Mayday call to rescue 300 airport jobs

TWO egos crash-landed at Dublin Airport last night leaving 200 jobs dead and 300 more lingering in intensive care.

Mayday call to rescue 300 airport jobs

Reasons for the unfolding employment disaster remain disputed, but Tánaiste Mary Coughlan has long been suspected of running on empty, while Ryanair boss Michael O’Leary is fuelled by a highly combustible cocktail of self adoration and Government disdain.

Ms Coughlan seems to have been flying blind since being promoted to the post of Unemployment and (Lack of) Enterprise Minister 21 months ago.

The number of people wasting their lives on the dole has doubled under her watch and would now have passed the damning figure of 500,000 if mass emigration had not come back to haunt the national psyche with such a vengeance.

Just like Cindy Crawford famously declared she would not get out of bed for as little as $10,000, Ms Coughlan showed a similar inflated sense of her own worth when she made it clear she would not bother to pick up the phone for as little as 500 jobs.

“No, I certainly am not,” she haughtily declared when it was suggested personal intervention in the form of a call to Mr O’Leary might stop another 300 jobs going down the drain in the same way 200 have already been lost to a Scottish government that can barely believe its luck at the carelessness of its counterpart in Ireland.

To lose 200 jobs to Glasgow’s Prestwick Airport through Government inaction and red tape is bad enough, to lose 500 would be nothing short of economic treason on the Tánaiste’s part, which, no doubt, is why she was forced into making a speedy retreat and deigned to grant the Ryanair boss an audience.

Mr O’Leary is clearly enjoying the attention and pivotal position of power this spectacle has presented him with, allowing him to attack his old enemies at the Dublin Airport Authority, Aer Lingus and Fianna Fáil at will, but someone with Ms Coughlan’s woeful record on job creation has no room to allow pride to prevent her stopping another 300 positions haemorrhaging abroad — especially after her disasters at Dell, Cadbury’s and Waterford Crystal, to name just three.

But Ms Coughlan is not just content to give jobs to Britain, she also gave an interview to Britain’s BBC World yesterday, when in an almost delusional moment, she tried to explain away the scourge of mass emigration by insisting Irish young people were going abroad to “gain experience”.

Yes, Mary, but they’re having to flee the country to “gain experience” of something called a job and the dignity of labour.

Displaying a contortion of reality worthy of the North Korean regime’s top propagandists, the Tánaiste then declared the 60,000 young people forced out of Ireland in the past 18 months had gone because they either wanted to “have fun” abroad or because they had a PhD, or degree they wanted to use.

Yay!
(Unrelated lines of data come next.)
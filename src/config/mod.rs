use bevy::prelude::*;
use serde::{Deserialize, Serialize};
use std::path::{Path, PathBuf};

use crate::constants::{DEFAULT_UNDO_LEVELS, MAX_RECENT_LIBRARIES};

/// System set for config loading (other plugins can run after this)
#[derive(SystemSet, Debug, Clone, PartialEq, Eq, Hash)]
pub struct ConfigLoaded;

fn default_undo_levels() -> usize {
    DEFAULT_UNDO_LEVELS
}

/// Application configuration persisted to disk
#[derive(Debug, Clone, PartialEq, Serialize, Deserialize)]
pub struct AppConfigData {
    /// Directory holding the symbol library files
    #[serde(default)]
    pub library_dir: Option<PathBuf>,

    /// Number of drawing states kept by the undo history
    #[serde(default = "default_undo_levels")]
    pub undo_levels: usize,

    /// Recently used library directories for quick access
    #[serde(default)]
    pub recent_libraries: Vec<PathBuf>,
}

impl Default for AppConfigData {
    fn default() -> Self {
        Self {
            library_dir: None,
            undo_levels: DEFAULT_UNDO_LEVELS,
            recent_libraries: Vec::new(),
        }
    }
}

impl AppConfigData {
    /// Move `path` to the front of the recent list, trimming it to size.
    pub fn push_recent_library(&mut self, path: PathBuf) {
        // Remove if already in list (to move it to front)
        self.recent_libraries.retain(|p| p != &path);
        self.recent_libraries.insert(0, path);
        self.recent_libraries.truncate(MAX_RECENT_LIBRARIES);
    }
}

/// Runtime configuration resource
#[derive(Resource, Debug)]
pub struct AppConfig {
    /// The persisted configuration data
    pub data: AppConfigData,
    /// Path to the config file
    pub config_path: PathBuf,
    /// Whether config needs to be saved (dirty flag)
    pub dirty: bool,
}

impl Default for AppConfig {
    fn default() -> Self {
        Self {
            data: AppConfigData::default(),
            config_path: crate::paths::config_file(),
            dirty: false,
        }
    }
}

/// Resource to notify user when config was reset to defaults
#[derive(Resource, Default)]
pub struct ConfigResetNotification {
    /// Whether to show the notification dialog
    pub show: bool,
    /// The reason for the reset (parse error, read error, etc.)
    pub reason: Option<String>,
}

/// Message to trigger config save
#[derive(Message)]
pub struct SaveConfigRequest;

/// Message to switch to another library directory
#[derive(Message, Debug, Clone)]
pub struct SetLibraryDirRequest {
    pub path: PathBuf,
}

/// Result of loading config from disk
pub struct LoadConfigResult {
    pub config: AppConfig,
    /// Error message if config was reset to defaults due to an error
    pub reset_reason: Option<String>,
}

/// Load configuration from `config_path`
pub fn load_config(config_path: &Path) -> LoadConfigResult {
    let (data, reset_reason) = if config_path.exists() {
        match std::fs::read_to_string(config_path) {
            Ok(json) => match serde_json::from_str(&json) {
                Ok(data) => {
                    info!("Loaded config from {:?}", config_path);
                    (data, None)
                }
                Err(e) => {
                    warn!("Failed to parse config file: {}", e);
                    (
                        AppConfigData::default(),
                        Some(format!("Configuration file was corrupted: {}", e)),
                    )
                }
            },
            Err(e) => {
                warn!("Failed to read config file: {}", e);
                (
                    AppConfigData::default(),
                    Some(format!("Could not read configuration file: {}", e)),
                )
            }
        }
    } else {
        info!("No config file found, using defaults");
        (AppConfigData::default(), None)
    };

    LoadConfigResult {
        config: AppConfig {
            data,
            config_path: config_path.to_path_buf(),
            dirty: false,
        },
        reset_reason,
    }
}

/// Save configuration to disk
pub fn save_config(config: &AppConfig) {
    match serde_json::to_string_pretty(&config.data) {
        Ok(json) => {
            if let Err(e) = std::fs::write(&config.config_path, json) {
                error!("Failed to save config: {}", e);
            } else {
                info!("Config saved to {:?}", config.config_path);
            }
        }
        Err(e) => {
            error!("Failed to serialize config: {}", e);
        }
    }
}

/// Startup system to load config from disk into the existing resource
fn load_config_system(
    mut config: ResMut<AppConfig>,
    mut reset_notification: ResMut<ConfigResetNotification>,
) {
    let result = load_config(&config.config_path);
    config.data = result.config.data;
    config.dirty = result.config.dirty;

    // Set notification if config was reset due to an error
    if let Some(reason) = result.reset_reason {
        reset_notification.show = true;
        reset_notification.reason = Some(reason);
    }
}

/// System to save config when requested
fn save_config_system(
    mut events: MessageReader<SaveConfigRequest>,
    mut config: ResMut<AppConfig>,
) {
    for _ in events.read() {
        if config.dirty {
            save_config(&config);
            config.dirty = false;
        }
    }
}

/// System to set the library directory
fn set_library_dir_system(
    mut events: MessageReader<SetLibraryDirRequest>,
    mut config: ResMut<AppConfig>,
    mut save_events: MessageWriter<SaveConfigRequest>,
) {
    for event in events.read() {
        config.data.library_dir = Some(event.path.clone());
        config.data.push_recent_library(event.path.clone());
        config.dirty = true;
        save_events.write(SaveConfigRequest);
        info!("Set library directory to {:?}", event.path);
    }
}

pub struct ConfigPlugin;

impl Plugin for ConfigPlugin {
    fn build(&self, app: &mut App) {
        app.init_resource::<AppConfig>()
            .init_resource::<ConfigResetNotification>()
            .add_message::<SaveConfigRequest>()
            .add_message::<SetLibraryDirRequest>()
            .add_systems(Startup, load_config_system.in_set(ConfigLoaded))
            .add_systems(
                Update,
                (
                    set_library_dir_system.run_if(on_message::<SetLibraryDirRequest>),
                    save_config_system.run_if(on_message::<SaveConfigRequest>),
                )
                    .chain(),
            );
    }
}

#[cfg(test)]
mod tests {
    use super::*;

    #[test]
    fn test_app_config_data_default() {
        let data = AppConfigData::default();
        assert!(data.library_dir.is_none());
        assert_eq!(data.undo_levels, DEFAULT_UNDO_LEVELS);
        assert!(data.recent_libraries.is_empty());
    }

    #[test]
    fn test_app_config_data_serialization() {
        let data = AppConfigData {
            library_dir: Some(PathBuf::from("/path/to/libs")),
            undo_levels: 25,
            recent_libraries: vec![PathBuf::from("/path/one"), PathBuf::from("/path/two")],
        };

        let json = serde_json::to_string(&data).unwrap();
        let parsed: AppConfigData = serde_json::from_str(&json).unwrap();

        assert_eq!(parsed, data);
    }

    #[test]
    fn test_missing_fields_use_defaults() {
        let parsed: AppConfigData = serde_json::from_str("{}").unwrap();
        assert_eq!(parsed, AppConfigData::default());
    }

    #[test]
    fn test_recent_libraries_are_bounded() {
        let mut data = AppConfigData::default();
        for i in 0..(MAX_RECENT_LIBRARIES + 3) {
            data.push_recent_library(PathBuf::from(format!("/libs/{}", i)));
        }
        data.push_recent_library(PathBuf::from("/libs/4"));

        assert_eq!(data.recent_libraries.len(), MAX_RECENT_LIBRARIES);
        assert_eq!(data.recent_libraries[0], PathBuf::from("/libs/4"));
        assert_eq!(
            data.recent_libraries.iter().filter(|p| **p == PathBuf::from("/libs/4")).count(),
            1
        );
    }

    #[test]
    fn test_load_corrupted_config_resets_to_defaults() {
        let dir = tempfile::tempdir().unwrap();
        let path = dir.path().join("config.json");
        std::fs::write(&path, "{ not json").unwrap();

        let result = load_config(&path);
        assert!(result.reset_reason.is_some());
        assert_eq!(result.config.data, AppConfigData::default());
    }

    #[test]
    fn test_save_then_load() {
        let dir = tempfile::tempdir().unwrap();
        let mut config = AppConfig {
            data: AppConfigData::default(),
            config_path: dir.path().join("config.json"),
            dirty: true,
        };
        config.data.library_dir = Some(dir.path().join("libs"));
        save_config(&config);

        let result = load_config(&config.config_path);
        assert!(result.reset_reason.is_none());
        assert_eq!(result.config.data.library_dir, Some(dir.path().join("libs")));
    }
}
//! Reading and writing library files.
//!
//! A library file starts with a `[FIDOLIB name]` header. `{name}` lines open
//! a category, `[KEY long name]` lines open a macro and every other line is
//! appended to the body of the current macro.

use std::path::{Path, PathBuf};

use thiserror::Error;
use tracing::{debug, info, warn};

use super::macro_desc::{MacroDesc, create_macro_key};
use super::symbol_library::Library;
use crate::constants::{LIBRARY_EXTENSION, STANDARD_LIBRARY_STEM};

/// Errors raised while reading a library file.
#[derive(Debug, Error)]
pub enum FclError {
    #[error("line {line}: category not terminated with '}}'")]
    UnterminatedCategory { line: usize },
    #[error("line {line}: macro name not terminated with ']'")]
    UnterminatedMacro { line: usize },
    #[error(transparent)]
    Io(#[from] std::io::Error),
}

const LIBRARY_HEADER: &str = "FIDOLIB";

/// Key prefix used for the macros of a library file: its stem, except for
/// the original standard library which has none.
pub fn key_prefix(path: &Path) -> String {
    let stem = path
        .file_stem()
        .and_then(|s| s.to_str())
        .unwrap_or_default();
    if stem == STANDARD_LIBRARY_STEM {
        String::new()
    } else {
        stem.to_string()
    }
}

/// Path of the file holding the library with the given file stem.
pub fn library_path(dir: &Path, filename: &str) -> PathBuf {
    dir.join(format!("{}.{}", filename.trim(), LIBRARY_EXTENSION))
}

/// Parse the text of a library file whose keys get `prefix`.
pub fn parse_library(text: &str, prefix: &str) -> Result<Vec<MacroDesc>, FclError> {
    let mut macros: Vec<MacroDesc> = Vec::new();
    let mut current: Option<usize> = None;
    let mut category = String::new();
    let mut library = prefix.to_string();

    for (number, raw) in text.lines().enumerate() {
        let line = raw.trim();
        if line.chars().count() <= 1 {
            continue;
        }

        if let Some(rest) = line.strip_prefix('{') {
            let (name, _) = rest
                .split_once('}')
                .ok_or(FclError::UnterminatedCategory { line: number + 1 })?;
            category = name.trim().to_string();
            continue;
        }

        if let Some(rest) = line.strip_prefix('[') {
            let (header, _) = rest
                .split_once(']')
                .ok_or(FclError::UnterminatedMacro { line: number + 1 })?;
            let (key, long_name) = header.split_once(' ').unwrap_or((header, ""));
            let key = key.trim();

            if key == LIBRARY_HEADER {
                library = long_name.trim().to_string();
                current = None;
                continue;
            }

            let key = if prefix.is_empty() {
                key.to_lowercase()
            } else {
                create_macro_key(prefix, key)
            };
            let desc = MacroDesc::new(
                key.clone(),
                long_name.trim(),
                "",
                category.clone(),
                library.clone(),
                prefix,
            );

            // A repeated key replaces the earlier definition.
            match macros.iter().position(|m| m.key == key) {
                Some(index) => {
                    macros[index] = desc;
                    current = Some(index);
                }
                None => {
                    macros.push(desc);
                    current = Some(macros.len() - 1);
                }
            }
            continue;
        }

        if let Some(index) = current {
            let body = &mut macros[index].description;
            if !body.is_empty() {
                body.push('\n');
            }
            body.push_str(line);
        }
    }

    Ok(macros)
}

/// Read one library file.
pub fn read_library_file(path: &Path) -> Result<Vec<MacroDesc>, FclError> {
    let text = std::fs::read_to_string(path)?;
    parse_library(&text, &key_prefix(path))
}

/// Library files found directly inside `dir`, sorted by name.
pub fn library_files(dir: &Path) -> std::io::Result<Vec<PathBuf>> {
    let mut files: Vec<PathBuf> = std::fs::read_dir(dir)?
        .flatten()
        .map(|entry| entry.path())
        .filter(|path| path.is_file() && is_library_file(path))
        .collect();
    files.sort();
    Ok(files)
}

fn is_library_file(path: &Path) -> bool {
    path.extension()
        .and_then(|ext| ext.to_str())
        .map(|ext| ext.eq_ignore_ascii_case(LIBRARY_EXTENSION))
        .unwrap_or(false)
}

/// Load every library file of a directory.
///
/// Files that can't be read are skipped with a warning, and a missing
/// directory yields no macro at all.
pub fn load_library_directory(dir: &Path) -> Vec<MacroDesc> {
    let files = match library_files(dir) {
        Ok(files) => files,
        Err(e) => {
            warn!("Library directory {:?} is not usable: {}", dir, e);
            return Vec::new();
        }
    };

    let mut macros: Vec<MacroDesc> = Vec::new();
    for file in &files {
        match read_library_file(file) {
            Ok(read) => {
                debug!("Read {} macros from {:?}", read.len(), file);
                for desc in read {
                    match macros.iter().position(|m| m.key == desc.key) {
                        Some(index) => macros[index] = desc,
                        None => macros.push(desc),
                    }
                }
            }
            Err(e) => warn!("Problems reading library {:?}: {}", file, e),
        }
    }

    info!(
        "Loaded {} macros from {} library file(s) in {:?}",
        macros.len(),
        files.len(),
        dir
    );
    macros
}

/// Text of a library file describing `library`.
pub fn library_text(library: &Library) -> String {
    let mut text = format!("[{} {}]\n", LIBRARY_HEADER, library.name().trim());

    for category in library.all_categories() {
        text.push_str(&format!("{{{}}}\n", category.name()));
        for desc in category.all_macros() {
            // The prefix is the file name, so only the plain key is written.
            text.push_str(&format!(
                "[{} {}]\n",
                desc.plain_key().trim().to_uppercase(),
                desc.name.trim()
            ));
            text.push_str(&desc.description);
            text.push('\n');
        }
    }
    text
}

/// Write `library` into its file inside `dir`.
pub fn write_library(dir: &Path, library: &Library) -> std::io::Result<PathBuf> {
    let path = library_path(dir, library.filename());
    std::fs::write(&path, library_text(library))?;
    Ok(path)
}

#[cfg(test)]
mod tests {
    use super::*;
    use crate::library::model::LibraryModel;

    const SAMPLE: &str = "[FIDOLIB My symbols]\n\
                          {Passive}\n\
                          [R01 Resistor]\n\
                          LI 0 0 10 0 0\n\
                          LI 10 0 20 0 0\n\
                          [C01 Capacitor]\n\
                          LI 0 0 5 0 0\n\
                          {Active}\n\
                          [Q01 Transistor]\n\
                          EV 0 0 10 10 0\n";

    #[test]
    fn test_parse_library_with_prefix() {
        let macros = parse_library(SAMPLE, "mysym").unwrap();
        assert_eq!(macros.len(), 3);

        assert_eq!(macros[0].key, "mysym.r01");
        assert_eq!(macros[0].name, "Resistor");
        assert_eq!(macros[0].category, "Passive");
        assert_eq!(macros[0].library, "My symbols");
        assert_eq!(macros[0].filename, "mysym");
        assert_eq!(macros[0].description, "LI 0 0 10 0 0\nLI 10 0 20 0 0");

        assert_eq!(macros[2].key, "mysym.q01");
        assert_eq!(macros[2].category, "Active");
    }

    fn written(text: &str) -> String {
        let model = LibraryModel::from_macros("/libs", parse_library(text, "mysym").unwrap());
        library_text(&model.all_libraries()[0])
    }

    #[test]
    fn test_written_library_reads_back_the_same() {
        let macros = parse_library(SAMPLE, "mysym").unwrap();
        let reread = parse_library(&written(SAMPLE), "mysym").unwrap();
        assert_eq!(reread, macros);
    }

    #[test]
    fn test_dotted_plain_key_is_written_whole() {
        let text = "[FIDOLIB Mine]\n{Cat}\n[R.01 Dotted]\nLI 0 0 1 1 0\n";
        let macros = parse_library(text, "mysym").unwrap();
        assert_eq!(macros[0].key, "mysym.r.01");

        let out = written(text);
        assert!(out.contains("[R.01 Dotted]\n"));
        assert_eq!(parse_library(&out, "mysym").unwrap(), macros);
    }

    #[test]
    fn test_parse_standard_library_has_no_prefix() {
        let macros = parse_library(SAMPLE, "").unwrap();
        assert_eq!(macros[0].key, "r01");
    }

    #[test]
    fn test_parse_unterminated_category() {
        let err = parse_library("[FIDOLIB x]\n{Broken\n", "x").unwrap_err();
        assert!(matches!(err, FclError::UnterminatedCategory { line: 2 }));
    }

    #[test]
    fn test_parse_unterminated_macro() {
        let err = parse_library("[FIDOLIB x]\n{Cat}\n[R01 Resistor\n", "x").unwrap_err();
        assert!(matches!(err, FclError::UnterminatedMacro { line: 3 }));
    }

    #[test]
    fn test_key_prefix() {
        assert_eq!(key_prefix(Path::new("/libs/mysym.fcl")), "mysym");
        assert_eq!(key_prefix(Path::new("/libs/FCDstdlib.fcl")), "");
    }

    #[test]
    fn test_load_missing_directory_is_empty() {
        let dir = tempfile::tempdir().unwrap();
        let macros = load_library_directory(&dir.path().join("missing"));
        assert!(macros.is_empty());
    }

    #[test]
    fn test_load_directory_skips_other_files() {
        let dir = tempfile::tempdir().unwrap();
        std::fs::write(dir.path().join("mysym.fcl"), SAMPLE).unwrap();
        std::fs::write(dir.path().join("notes.txt"), "[R99 Ignored]\n").unwrap();
        std::fs::write(dir.path().join("broken.FCL"), "{Broken\n").unwrap();

        let macros = load_library_directory(dir.path());
        assert_eq!(macros.len(), 3);
        assert!(macros.iter().all(|m| m.filename == "mysym"));
    }
}
//! Undo/redo core of a schematic editor.
//!
//! Two tiers work together:
//!
//! - [`history`] keeps a bounded history of drawing states with a cursor.
//! - [`library`] snapshots the symbol library directory before edits and
//!   copies a snapshot back when such an edit is undone, rebuilding the
//!   library model afterwards.
//!
//! Both are plain Rust types. The Bevy plugins in each module wire them to
//! messages for use inside an app.

pub mod config;
pub mod constants;
pub mod history;
pub mod library;
pub mod logging;
pub mod paths;

use bevy::prelude::*;

pub use history::{HistoryBuffer, HistoryError, UndoSession, UndoState};
pub use library::{Category, Library, LibraryError, LibraryModel, LibraryUndoExecutor};

/// Config, history and library plugins in one.
pub struct SchematicUndoPlugin;

impl Plugin for SchematicUndoPlugin {
    fn build(&self, app: &mut App) {
        app.add_plugins(config::ConfigPlugin)
            .add_plugins(history::HistoryPlugin)
            .add_plugins(library::LibraryPlugin);
    }
}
Three cheers for the brain drain, Mary. Good work!

With that level of thinking on display it is no wonder that so many hundreds of thousands of people have lost their jobs while Ms Coughlan has been in charge — the only mystery remains how she has kept her own job for so long.

The importance of Hangar Six

IN the row about the jobs proposal, Hangar Six at Dublin Airport appears to have become the crucial issue.

Aircraft maintenance firm SR Technics operated from six hangars located on the north side of the airport. Hangar Six is the largest, being capable of accommodating two wide-bodied aircraft at the same time.

The Dublin Airport Authority (DAA) has made clear that Hangar Six is not up for grabs, as it was leased to Aer Lingus after SR Technics’ closure was announced last year.

However, the DAA says it is willing to build Ryanair a new hangar on airport grounds that will “replicate the facilities” available in Hangar Six.

Alternatively, the DAA says that Ryanair can be accommodated in other hangars that were previously used by SR Technics.

But Ryanair boss Michael O’Leary yesterday insisted it was Hangar Six or nothing.

Speaking on the Pat Kenny show on RTÉ Radio, Mr O’Leary insisted Aer Lingus could be moved out of the hangar as the airline was using it for smaller-scale maintenance which could be done in other hangars.

“They could be moved out of that,” he said of Aer Lingus. “The only reason they’re in there is the DAA want to block Ryanair.”

Needless to say, the DAA rejects that accusation, pointing to the contractual nature of the lease agreed with Aer Lingus.

Privately, Government sources believe it is no coincidence that Ryanair is fixated on a facility occupied by its main rival.

Their implication is clear: that Ryanair simply wants to cause trouble for Aer Lingus. But a spokeswoman for Ryanair last night said the only reason Micheal O’Leary wanted the facility was because its size met the airline’s requirements.

Asked why Ryanair was not prepared to entertain DAA’s offer of an identical, purpose-built hangar elsewhere on the airport campus, the spokeswoman replied: “Ryanair won’t deal with the DAA.”